Personally, I don’t buy cigarette maker stocks, which means I haven’t looked closely at British American Tobacco (LSE: BATS) shares for some time. If I did buy them, I would have bought this FTSE 100 dividend stock ages ago.
It offers one of the highest yields on the index, while trading at a rock bottom valuation. This seems to be a permanent state of affairs, not one I’d expect to change.
How times change
The attitude to smoking has shifted dramatically in my lifetime. I remember my parents’ Christmas Day parties in the 1970s, when the neighbours filled our home with perfume and cigarette smoke. Today they’d be forced to puff away on the step, if they smoked at all.
Smoking has declined in the west, as decades of health campaigns have done their bit, but it’s a different story in the developing world (at least for now).
The investment case for British American Tobacco is that it will take a greater share of a shrinking market, thanks to its strong brands and acquisition strategy. That seems to be holding good. Revenues totalled £24.49bn in 2018. By 2022, they had climbed to £27.66bn. That’s cumulative growth of 12.9%, which is steady if not spectacular.
Over the same five-year period, pre-tax profits increased from £8.35bn to £9.23bn. Cumulative growth here is 11.66%.
Throughout that period, the dividends have increased steadily, which is exactly what investors want to see. British American Tobacco paid 203p per share in 2018, by last year that had edged up to 217.8p. That’s a cumulative 7.29%. Again, steady but not spectacular.
Few long-term investors will complain as the shares now yield a stunning 8.3%, covered 1.7 times by earnings. The forecast yield is even higher at 9.3%, with cover remaining strong at 1.6 times. Consensus suggests management will increase the dividend per share to 242p in 2023, a rise of 11.1%.
Based on that rate, I’d need to buy 496 shares to generate my income target of £1,200 over the next year. At today’s share price of £26.26 that would cost me £13,025.
A high and rising income
My maximum limit for any single stock purchase is £5,000, to maintain diversification, but given the relative security of the British American Tobacco yield, I would be tempted to make an exception here. If I bought tobacco shares, that is.

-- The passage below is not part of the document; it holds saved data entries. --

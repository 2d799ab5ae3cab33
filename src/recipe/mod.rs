// src/recipe/mod.rs

//! Recipe system for building third-party libraries from source
//!
//! A recipe declares one version of one library:
//! - Package identity (name and version) and a build number
//! - The source archive URL and its SHA-256 digest
//! - Build, host, and run requirements
//! - A build script, a test script, and descriptive `about` metadata
//!
//! # Culinary Terminology
//!
//! - **Recipe**: The build record (like a recipe card)
//! - **Cook**: Take a recipe through the whole pipeline
//! - **Kitchen**: The sandboxed build environment
//! - **Prep**: Fetch and verify the source
//! - **Simmer**: Run the build script
//! - **Plate**: Package the install prefix as an artifact
//! - **Taste**: Test the packaged artifact
//! - **Serve**: Publish the artifact and its metadata
//!
//! # Example Recipe
//!
//! ```toml
//! [package]
//! name = "mpi4py"
//! version = "3.0.1"
//!
//! [source]
//! url = "https://bitbucket.org/mpi4py/mpi4py/downloads/mpi4py-%(version)s.tar.gz"
//! sha256 = "6549a5b81931303baf6600fa2e3bc04d8bd1d5c82f3c21379d0d64a9abcca851"
//!
//! [build]
//! number = 2
//! script = "python setup.py install --prefix=$PREFIX"
//!
//! [requirements]
//! build = ["gcc", "mpich"]
//! host = ["python 3.7", "cython"]
//! run = ["python 3.7", "mpich"]
//!
//! [test]
//! files = ["test_mpi.py"]
//! script = "python test_mpi.py"
//!
//! [about]
//! home = "https://bitbucket.org/mpi4py/mpi4py"
//! license = "BSD-2-Clause"
//! license_file = "LICENSE.rst"
//! summary = "Python bindings for MPI"
//! ```

mod format;
mod kitchen;
pub mod parser;
mod requirement;

pub use format::{
    AboutSection, BuildSection, PackageSection, Recipe, RequirementsSection, SourceSection,
    TestSection,
};
pub use kitchen::{
    download_file, extract_archive, extract_artifact, read_index, ArchiveKind, ArtifactMetadata,
    CookResult, IndexRecord, Kitchen, KitchenConfig, NoopResolver, PathResolver, Phase,
    RequirementResolver, ResolutionResult, INFO_DIR,
};
pub use parser::{
    bump_build_number, parse_recipe, parse_recipe_file, parse_recipe_yaml, validate_recipe,
};
pub use requirement::{is_valid_package_name, PackageRef};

Even a £5,000 investment would still generate income of more than £450 a year. With the dividend per share forecast to hit 2.54p in 2024, that would rise to £485 next year and with luck carry on climbing after that. This is a stock to hold for the long term, to give those dividends time to compound.
Dividends are never guaranteed, of course. However, with British American Tobacco, the bigger risk is to my capital. The share price is down 31.62% over five years and 23.88% over the last 12 months. This is supposed to be a defensive sector, but that hasn’t protected investors from the wider market sell-off.
The company does have growth opportunities, primarily in vaping, but the real attraction is the income. I’d love to get a piece of that, but investment decisions are highly personal, and I’m going to pass in this instance. Shame.